There's still no end to it, or perhaps I've lost.





Yesterday before Funka, I've a nicely trim eyebrows by the ah neh - threading. Now my face look kind of different. And you know CNY is coming and to chinese they must trim their hair, so now I did my eyebrows okay? Heh.

Today was suppose to work at Cafe Del Mar, I didn turned up. I didn just run away like that, I called up Kenneth and said I was 'sick'. Literally I am kind of 'sick'. Maybe they will just sack me like they sack the rest of them. Oh well..

Last night I couldnt really sleep and I got so stress up.

There would be two quiz on the monday, one quiz on tuesday. Then mock interview on monday, ITSM and JSP project to be handed up on tuesday. PHP project to hand up on thursday. PHEWwwww. Besides that I keep thinking that Zouk performance is coming, and before that.. on the 28th which is 'chu san' of CNY, I've got my first paper for commn test. To think that 'chu er' ALL my relative is coming to my house, turning my house up side down. Oh my my..

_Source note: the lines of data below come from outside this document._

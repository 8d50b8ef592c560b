use std::sync::Arc;

use anyhow::{Context, Result};
use log::info;
use openssl::ssl::{SslAcceptor, SslAcceptorBuilder, SslMethod};

use crate::server::authn::factory::AuthnFactory;
use crate::server::handlers::api;
use crate::server::handlers::healthz::HealthzHandler;
use crate::server::handlers::Handler;
use crate::server::schema::registry::{RuleSchemaFactory, SchemaRegistry};

use super::config::ServerConfig;
use super::restful::{RestfulContext, RestfulServer};

pub struct ServerFactory {
    cfg: ServerConfig,
}

impl ServerFactory {
    pub fn new(cfg: ServerConfig) -> Self {
        Self { cfg }
    }

    pub fn build_server(&self) -> Result<RestfulServer> {
        let ssl = self.build_ssl()?;
        let ctx = self.build_context()?;

        let mut srv = RestfulServer::new(self.cfg.bind.clone(), ssl, ctx);
        if self.cfg.keep_alive_secs > 0 {
            srv.set_keep_alive_secs(self.cfg.keep_alive_secs);
        }
        if self.cfg.workers > 0 {
            srv.set_workers(self.cfg.workers);
        }

        Ok(srv)
    }

    pub fn build_ssl(&self) -> Result<Option<SslAcceptorBuilder>> {
        if !self.cfg.ssl {
            return Ok(None);
        }

        let mut builder =
            SslAcceptor::mozilla_intermediate(SslMethod::tls()).context("init ssl acceptor")?;

        builder
            .set_private_key_file(&self.cfg.key_path, openssl::ssl::SslFiletype::PEM)
            .context("load ssl key file")?;
        builder
            .set_certificate_chain_file(&self.cfg.cert_path)
            .context("load ssl cert file")?;

        Ok(Some(builder))
    }

    pub fn build_context(&self) -> Result<Arc<RestfulContext>> {
        let registry = SchemaRegistry::new(self.cfg.schemas.schemas.clone())
            .context("init schema registry")?;
        info!("Loaded {} schemas", registry.schemas().len());
        let sf = RuleSchemaFactory::new(Arc::new(registry), self.cfg.schemas.rules.clone());

        let authn_factory = AuthnFactory::new();
        let authn = authn_factory
            .build_middleware(&self.cfg.authn)
            .context("init authenticator")?;

        let next: Arc<dyn Handler> = Arc::new(HealthzHandler::new());
        let (_, handler) = api::new(&self.cfg, Arc::new(sf), authn, Some(next), None)
            .context("init api handler")?;

        Ok(Arc::new(RestfulContext { handler }))
    }
}
use std::path::Path;
use std::{fs, io};

use anyhow::{bail, Context, Result};
use log::{info, warn};

use super::anonymous::AnonymousAuthenticator;
use super::bearer_token::BearerTokenAuthenticator;
use super::chain::ChainAuthenticator;
use super::config::AuthnConfig;
use super::token::config::TokenConfig;
use super::token::jwt::JwtTokenValidator;
use super::token::static_token::StaticTokenValidator;
use super::token::{ChainTokenValidator, UnionTokenValidator};
use super::union::UnionAuthenticator;
use super::{to_middleware, Middleware};

/// Factory for building the authentication middleware based on configuration.
///
/// The chain is built in the following order:
/// 1. Bearer token authentication (static tokens, then JWT)
/// 2. Anonymous authentication (if enabled in config)
pub struct AuthnFactory;

impl AuthnFactory {
    pub fn new() -> Self {
        Self
    }

    /// Returns `None` when authentication is disabled, the caller then falls
    /// back to the always-admit authenticator.
    pub fn build_middleware(&self, cfg: &AuthnConfig) -> Result<Option<Middleware>> {
        let chain = match self.build_authenticator(cfg)? {
            Some(chain) => chain,
            None => return Ok(None),
        };
        Ok(Some(to_middleware(chain)))
    }

    pub fn build_authenticator(&self, cfg: &AuthnConfig) -> Result<Option<ChainAuthenticator>> {
        if !cfg.enabled {
            warn!("Authentication disabled, every request is served as the superuser");
            return Ok(None);
        }

        let mut authenticators = Vec::new();

        let validator = self
            .build_token_validator(&cfg.token)
            .context("init token validator")?;
        if !validator.is_empty() {
            let token_auth = BearerTokenAuthenticator::new(validator);
            authenticators.push(UnionAuthenticator::BearerToken(token_auth));
        }

        if cfg.allow_anonymous {
            info!("Anonymous authentication is enabled");
            let anonymous_auth = AnonymousAuthenticator::new();
            authenticators.push(UnionAuthenticator::Anonymous(anonymous_auth));
        }

        if authenticators.is_empty() {
            bail!("authentication is enabled but no authentication method is configured");
        }

        Ok(Some(ChainAuthenticator::new(authenticators)))
    }

    fn build_token_validator(&self, cfg: &TokenConfig) -> Result<ChainTokenValidator> {
        let mut validators = Vec::new();

        if !cfg.static_tokens.is_empty() {
            let validator = StaticTokenValidator::new(cfg.static_tokens.clone())?;
            validators.push(UnionTokenValidator::Static(validator));
        }

        if let Some(public_key) = Self::read_public_key(&cfg.public_key_path)? {
            let validator =
                JwtTokenValidator::new(&public_key, &cfg.issuer, cfg.audience.as_deref())?;
            validators.push(UnionTokenValidator::Jwt(validator));
        } else {
            info!(
                "Token public key '{}' not found, jwt authentication disabled",
                cfg.public_key_path
            );
        }

        Ok(ChainTokenValidator::new(validators))
    }

    fn read_public_key(path: impl AsRef<Path>) -> Result<Option<Vec<u8>>> {
        match fs::read(path.as_ref()) {
            Ok(data) => Ok(Some(data)),
            Err(err) if err.kind() == io::ErrorKind::NotFound => Ok(None),
            Err(err) => Err(err).context("read token public key"),
        }
    }
}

Then I kind of got stress up 'cos I need alot of Moolahs, if I dont work or get sack.. how am I going to save up for Taiwan? Suddenly I hope 12 February faster come, 'cos it marks the end of my poly days BUT I will miss my Still Thinking MI0614 and my new classmates.









And yes, saying about not going to work today.. mum was on cloud nine. She's so glad that I am finally home to accompany her. Some questions pop-up in my mind or I was asked by some, some time ago..

"Is this the life I want? Am I really happy?"





Actually, I dont exactly know what I want with regards to life. I study for the sake of it and it is like proofing to my parents that I will be a good child. It's like telling them I can get a Diploma and step in to the society.. just not letting them worry or perhaps accomplish what they cant in their days.




Maybe Dance is something I want but there are odds.




Whether I am happy anot, it is always the case that when people around am happy.. I will be. So now I asked myself, if they are all sad, should I be happy? So if they are neither happy nor sad, then how am I suppose to be?

I feel I am always living in a way how others should be, cant I just do what I want and what it make me truly a happier person? Like treating myself better?

Hmms.. life always complicated aint it?









But again, I certainly have got nothing to be sad about 'cos my family is understanding.. I got great friends.. I got..










I dont know seems when.. my blog have started to be emotional and yanking over the same thing over and over again. Sorry peeps.








(I kope this from Yang blog, anyone wants to try this? Funny or mushy also can ar.)
Dear Jessica,
I _____ you. You have a nice______. You make me _______. You should _______. Someday I will ______. You + me =________.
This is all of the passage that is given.